Records from a data source -
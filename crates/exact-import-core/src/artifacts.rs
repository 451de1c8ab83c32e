//! Run directory layout and diagnostic output.
//!
//! ```text
//! {temp_dir}/
//! ├── cache/
//! │   ├── user-data-dir/        browser profile
//! │   └── session-data          opaque session blob
//! ├── screenshots/{date}/*.png
//! ├── error-logs/{date}/
//! │   ├── {file}-{ts}-errors.json
//! │   ├── {ts}-all-errors.json
//! │   └── {ts}-all-errors.csv
//! └── logs/                     tracing output
//! ```

use std::path::{Path, PathBuf};

use chrono::{DateTime, Utc};
use tokio::fs;
use tracing::{debug, warn};

use crate::error::ImportError;
use crate::extractor::ErrorRow;
use crate::page::BrowserPage;

/// Paths derived from the temp directory for one run.
#[derive(Debug, Clone)]
pub struct RunPaths {
    pub user_data_dir: PathBuf,
    pub session_file: PathBuf,
    pub screenshots_dir: PathBuf,
    pub error_logs_dir: PathBuf,
    pub logs_dir: PathBuf,
    /// Filename-safe run timestamp shared by every artifact of the run.
    pub timestamp: String,
}

impl RunPaths {
    pub fn new(temp_dir: &Path, started_at: DateTime<Utc>) -> Self {
        let date = started_at.format("%Y-%m-%d").to_string();
        let cache = temp_dir.join("cache");
        Self {
            user_data_dir: cache.join("user-data-dir"),
            session_file: cache.join("session-data"),
            screenshots_dir: temp_dir.join("screenshots").join(&date),
            error_logs_dir: temp_dir.join("error-logs").join(&date),
            logs_dir: temp_dir.join("logs"),
            timestamp: started_at.format("%Y-%m-%dT%H-%M-%S%.3fZ").to_string(),
        }
    }

    /// Create every directory of the layout.
    pub async fn ensure(&self) -> Result<(), ImportError> {
        for dir in [
            &self.user_data_dir,
            &self.screenshots_dir,
            &self.error_logs_dir,
            &self.logs_dir,
        ] {
            fs::create_dir_all(dir).await?;
        }
        if let Some(parent) = self.session_file.parent() {
            fs::create_dir_all(parent).await?;
        }
        Ok(())
    }
}

/// Writes screenshots and error logs for a run.
#[derive(Debug, Clone)]
pub struct RunArtifacts {
    paths: RunPaths,
}

impl RunArtifacts {
    pub fn new(paths: RunPaths) -> Self {
        Self { paths }
    }

    /// Save a screenshot of `page` as `{label}.png`.
    pub async fn screenshot(&self, page: &dyn BrowserPage, label: &str) -> Result<PathBuf, ImportError> {
        let png = page.screenshot().await?;
        let path = self.paths.screenshots_dir.join(format!("{}.png", label));
        fs::create_dir_all(&self.paths.screenshots_dir).await?;
        fs::write(&path, png).await?;
        debug!("Screenshot saved to {:?}", path);
        Ok(path)
    }

    /// Screenshot that must not mask the error being reported.
    pub async fn diagnostic_screenshot(&self, page: &dyn BrowserPage) -> Option<PathBuf> {
        let label = format!("{}-failure", self.paths.timestamp);
        match self.screenshot(page, &label).await {
            Ok(path) => Some(path),
            Err(e) => {
                warn!("Could not capture diagnostic screenshot: {}", e);
                None
            }
        }
    }

    pub fn upload_label(&self, document: &str) -> String {
        format!("{}-{}-upload", document, self.paths.timestamp)
    }

    pub fn errors_label(&self, document: &str) -> String {
        format!("{}-{}-errors", document, self.paths.timestamp)
    }

    /// `{file}-{ts}-errors.json`
    pub async fn write_document_log(&self, document: &str, rows: &[ErrorRow]) -> Result<PathBuf, ImportError> {
        let path = self
            .paths
            .error_logs_dir
            .join(format!("{}.json", self.errors_label(document)));
        self.write_json(&path, rows).await?;
        Ok(path)
    }

    /// `{ts}-all-errors.json` and `{ts}-all-errors.csv`; written even when `rows` is empty.
    pub async fn write_aggregate_logs(&self, rows: &[ErrorRow]) -> Result<(PathBuf, PathBuf), ImportError> {
        let json_path = self
            .paths
            .error_logs_dir
            .join(format!("{}-all-errors.json", self.paths.timestamp));
        let csv_path = self
            .paths
            .error_logs_dir
            .join(format!("{}-all-errors.csv", self.paths.timestamp));

        self.write_json(&json_path, rows).await?;
        fs::write(&csv_path, to_csv(rows)).await?;
        debug!("Aggregate logs written to {:?} and {:?}", json_path, csv_path);
        Ok((json_path, csv_path))
    }

    async fn write_json(&self, path: &Path, rows: &[ErrorRow]) -> Result<(), ImportError> {
        fs::create_dir_all(&self.paths.error_logs_dir).await?;
        let content = serde_json::to_string_pretty(rows)?;
        fs::write(path, content).await?;
        Ok(())
    }
}

/// Rows flattened with `;` between fields and `\n` between rows.
pub fn to_csv(rows: &[ErrorRow]) -> String {
    rows.iter()
        .map(|row| row.join(";"))
        .collect::<Vec<_>>()
        .join("\n")
}

#[cfg(test)]
mod tests {
    use super::*;
    use chrono::TimeZone;
    use tempfile::TempDir;

    fn started_at() -> DateTime<Utc> {
        Utc.with_ymd_and_hms(2024, 3, 5, 14, 7, 9).unwrap()
    }

    fn row(cells: &[&str]) -> ErrorRow {
        cells.iter().map(|c| c.to_string()).collect()
    }

    #[test]
    fn test_run_paths_layout() {
        let paths = RunPaths::new(Path::new("/tmp/run"), started_at());
        assert_eq!(paths.user_data_dir, PathBuf::from("/tmp/run/cache/user-data-dir"));
        assert_eq!(paths.session_file, PathBuf::from("/tmp/run/cache/session-data"));
        assert_eq!(paths.screenshots_dir, PathBuf::from("/tmp/run/screenshots/2024-03-05"));
        assert_eq!(paths.error_logs_dir, PathBuf::from("/tmp/run/error-logs/2024-03-05"));
        assert_eq!(paths.timestamp, "2024-03-05T14-07-09.000Z");
        assert!(!paths.timestamp.contains(':'));
    }

    #[tokio::test]
    async fn test_ensure_creates_layout() {
        let temp_dir = TempDir::new().unwrap();
        let paths = RunPaths::new(temp_dir.path(), started_at());
        paths.ensure().await.unwrap();

        assert!(paths.user_data_dir.is_dir());
        assert!(paths.screenshots_dir.is_dir());
        assert!(paths.error_logs_dir.is_dir());
        assert!(paths.logs_dir.is_dir());
    }

    #[test]
    fn test_to_csv() {
        let rows = vec![row(&["", "2024-01-01", "J1"]), row(&["x", "y"])];
        assert_eq!(to_csv(&rows), ";2024-01-01;J1\nx;y");
        assert_eq!(to_csv(&[]), "");
    }

    #[tokio::test]
    async fn test_write_logs() {
        let temp_dir = TempDir::new().unwrap();
        let artifacts = RunArtifacts::new(RunPaths::new(temp_dir.path(), started_at()));
        let rows = vec![row(&["a", "b"]), row(&["c", "d"])];

        let doc_log = artifacts.write_document_log("jan.xml", &rows).await.unwrap();
        assert!(doc_log.ends_with("jan.xml-2024-03-05T14-07-09.000Z-errors.json"));
        let parsed: Vec<Vec<String>> =
            serde_json::from_str(&std::fs::read_to_string(&doc_log).unwrap()).unwrap();
        assert_eq!(parsed, rows);

        let (json, csv) = artifacts.write_aggregate_logs(&rows).await.unwrap();
        assert!(json.ends_with("2024-03-05T14-07-09.000Z-all-errors.json"));
        assert_eq!(std::fs::read_to_string(csv).unwrap(), "a;b\nc;d");
    }

    #[tokio::test]
    async fn test_write_empty_aggregate() {
        let temp_dir = TempDir::new().unwrap();
        let artifacts = RunArtifacts::new(RunPaths::new(temp_dir.path(), started_at()));

        let (json, csv) = artifacts.write_aggregate_logs(&[]).await.unwrap();
        assert_eq!(std::fs::read_to_string(json).unwrap(), "[]");
        assert_eq!(std::fs::read_to_string(csv).unwrap(), "");
    }
}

Aim of the task - Filter the records, keeping only lines that contain "output", and show those lines.

Answer for the task -
//! Run directory layout and diagnostic output.
//! └── logs/                     tracing output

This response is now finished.